RECORD EXTRACTS section start
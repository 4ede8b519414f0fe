use super::config::PaletteConfig;
use super::state::PaletteState;
use crate::domain::Registry;
use std::sync::Arc;

#[derive(Debug)]
pub enum ConfirmOutcome {
    Executed { id: String },
    Failed { id: String, error: String },
    /// Nothing under the cursor (or the id is not a visible result). The
    /// session stays open with its query.
    NoSelection,
    /// Confirm arrived while the palette was closed; nothing ran.
    Closed,
}

/// The palette engine a host constructs once and drives with input events.
///
/// Owns the configuration and per-session [`PaletteState`]; shares the
/// [`Registry`] snapshot with the host.
#[derive(Debug)]
pub struct CommandPalette {
    registry: Arc<Registry>,
    config: PaletteConfig,
    state: PaletteState,
}

impl CommandPalette {
    pub fn new(registry: Arc<Registry>, config: PaletteConfig) -> Self {
        Self {
            registry,
            config,
            state: PaletteState::default(),
        }
    }

    pub fn state(&self) -> &PaletteState {
        &self.state
    }

    pub fn config(&self) -> &PaletteConfig {
        &self.config
    }

    pub fn registry(&self) -> &Arc<Registry> {
        &self.registry
    }

    pub fn is_open(&self) -> bool {
        self.state.is_open()
    }

    /// Start a new session, discarding whatever the previous one left behind.
    pub fn open(&mut self) {
        self.state = PaletteState::opened(&self.registry, &self.config);
        tracing::debug!(results = self.state.results().len(), "palette opened");
    }

    pub fn close(&mut self) {
        if !self.state.is_open() {
            return;
        }
        self.state = PaletteState::default();
        tracing::debug!("palette closed");
    }

    pub fn toggle(&mut self) {
        if self.is_open() {
            self.close();
        } else {
            self.open();
        }
    }

    pub fn set_query(&mut self, query: impl Into<String>) {
        if self.is_open() {
            self.state.set_query(query.into(), &self.registry, &self.config);
        }
    }

    pub fn push_char(&mut self, c: char) {
        let mut query = self.state.query().to_string();
        query.push(c);
        self.set_query(query);
    }

    pub fn backspace(&mut self) {
        let mut query = self.state.query().to_string();
        if query.pop().is_some() {
            self.set_query(query);
        }
    }

    pub fn clear_query(&mut self) {
        if !self.state.query().is_empty() {
            self.set_query(String::new());
        }
    }

    pub fn move_up(&mut self) {
        self.state.move_up();
    }

    pub fn move_down(&mut self) {
        self.state.move_down();
    }

    /// Swap in a new registry snapshot. An open session is re-matched
    /// against its current query.
    pub fn replace_registry(&mut self, registry: Arc<Registry>) {
        self.registry = registry;
        if self.is_open() {
            self.state.recompute(&self.registry, &self.config);
        }
    }

    /// Run the command under the cursor, then close.
    pub fn confirm(&mut self) -> ConfirmOutcome {
        if !self.is_open() {
            return ConfirmOutcome::Closed;
        }
        match self.state.selected().map(|r| r.id().to_string()) {
            Some(id) => self.execute(&id),
            None => ConfirmOutcome::NoSelection,
        }
    }

    /// Run the command with `id` from the current results (pointer selection), then close.
    pub fn execute(&mut self, id: &str) -> ConfirmOutcome {
        if !self.is_open() {
            return ConfirmOutcome::Closed;
        }
        let Some(command) = self
            .state
            .results()
            .iter()
            .find(|r| r.id() == id)
            .map(|r| r.command.clone())
        else {
            return ConfirmOutcome::NoSelection;
        };

        // Close before running so a failing action cannot leave the palette open.
        self.close();

        tracing::info!(id = %command.id, "executing command");
        match (command.action)() {
            Ok(()) => ConfirmOutcome::Executed {
                id: command.id.clone(),
            },
            Err(e) => {
                let error = format!("{e:#}");
                tracing::error!(id = %command.id, %error, "command failed");
                ConfirmOutcome::Failed {
                    id: command.id.clone(),
                    error,
                }
            }
        }
    }
}

#[cfg(test)]
#[path = "command_palette_tests.rs"]
mod tests;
RECORD EXTRACTS section end
What lines in the entries above include the string "results"? Return each one.

        tracing::debug!(results = self.state.results().len(), "palette opened");
    /// Run the command with `id` from the current results (pointer selection), then close.
            .results()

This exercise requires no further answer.